Als Kreislaufwirtschaft bezeichnet man die Vermeidung und die Verwertung von Abfällen. Rechtsgrundlage ist das Kreislaufwirtschaftsgesetz (KrWG).

  • Das KrWG stellt die Vermeidung von Abfällen an erste Stelle. Das macht Sinn, denn: Abfälle, die erst gar nicht entstehen, sparen große Mengen an Ressourcen und Energie.
  • An zweiter Stelle sieht das Gesetz die Vorbereitung zur Wiederverwendung vor, also die Verlängerung des Lebenszyklus von Produkten.

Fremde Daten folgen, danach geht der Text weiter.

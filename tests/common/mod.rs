//! Shared fixtures for the integration tests: a class-keyed stylesheet
//! stub and a font stub that hands out deterministic handles.

// Not every test binary uses every fixture.
#![allow(dead_code)]

use std::sync::Arc;

use rustc_hash::FxHashMap;

use stylecore::property::registry::PropertyRegistry;
use stylecore::property::{Property, PropertyId};
use stylecore::style::computed::{FontStyle, FontWeight};
use stylecore::style::definition::{
  ElementDefinition, ElementShape, Keyframes, PseudoRule, StyleNode, StyleSheet,
};
use stylecore::style::FontInterface;
use stylecore::tree::Document;
use stylecore::StyleConfig;

pub struct StubFonts;

impl FontInterface for StubFonts {
  fn font_face_handle(&self, _family: &str, _style: FontStyle, _weight: FontWeight, size: i32) -> u64 {
    // Deterministic non-zero handle keyed on size.
    1000 + size as u64
  }
}

/// Stylesheet stub: the first class with a registered definition wins,
/// keyframes are looked up by name.
#[derive(Default)]
pub struct StubSheet {
  pub definitions: FxHashMap<String, Arc<ElementDefinition>>,
  pub keyframes: FxHashMap<String, Keyframes>,
}

impl StubSheet {
  pub fn with_class(mut self, class: &str, nodes: &[StyleNode]) -> Self {
    self.definitions.insert(
      class.to_string(),
      Arc::new(ElementDefinition::new(nodes, FxHashMap::default(), false)),
    );
    self
  }

  pub fn with_keyframes(mut self, name: &str, keyframes: Keyframes) -> Self {
    self.keyframes.insert(name.to_string(), keyframes);
    self
  }
}

impl StyleSheet for StubSheet {
  fn element_definition(&self, shape: ElementShape<'_>) -> Option<Arc<ElementDefinition>> {
    shape
      .classes
      .iter()
      .find_map(|class| self.definitions.get(class).cloned())
  }

  fn keyframes(&self, name: &str) -> Option<&Keyframes> {
    self.keyframes.get(name)
  }
}

pub fn document(sheet: StubSheet) -> Document {
  let _ = env_logger::builder().is_test(true).try_init();
  Document::new(
    StyleConfig::default(),
    PropertyRegistry::new(),
    Arc::new(sheet),
    Arc::new(StubFonts),
  )
}

/// A rule node carrying a single unconditional property.
pub fn base_node(id: PropertyId, property: Property, specificity: i32) -> StyleNode {
  let mut node = StyleNode::default();
  node.properties.set(id, property.with_specificity(specificity));
  node
}

/// A rule node carrying a single pseudo-class-gated property.
pub fn pseudo_node(
  pseudo_classes: &[&str],
  id: PropertyId,
  property: Property,
  specificity: i32,
) -> StyleNode {
  let mut node = StyleNode::default();
  let mut properties = stylecore::property::PropertyDictionary::new();
  properties.set(id, property.with_specificity(specificity));
  node.pseudo_rules.push(PseudoRule {
    pseudo_classes: pseudo_classes.iter().map(|s| s.to_string()).collect(),
    properties,
  });
  node
}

  • An dritter Stelle folgt das Recycling: Abfälle werden aufbereitet zu Erzeugnissen, Materialien oder Stoffen, die den ursprünglichen oder einen anderen sinnvollen Zweck erfüllen.
  • Erst ab Stelle vier kommt im Gesetz die klassische Entsorgung von Abfällen; an der 4. Stelle die Verwertungsverfahren und erst an letzter Stelle die Beseitigungsverfahren.

Grundsätzlich hat die Maßnahme Vorrang, die den Schutz von Mensch und Umwelt gewährleistet – unter Berücksichtigung des Vorsorgeprinzips. Das heißt: Belastungen und Schäden für Mensch und Umwelt sollen vermieden oder verringert werden. Auch das Prinzip der Nachhaltigkeit wird berücksichtigt: Die Stabilität und Regenerationsfähigkeit der Umwelt stehen im Vordergrund.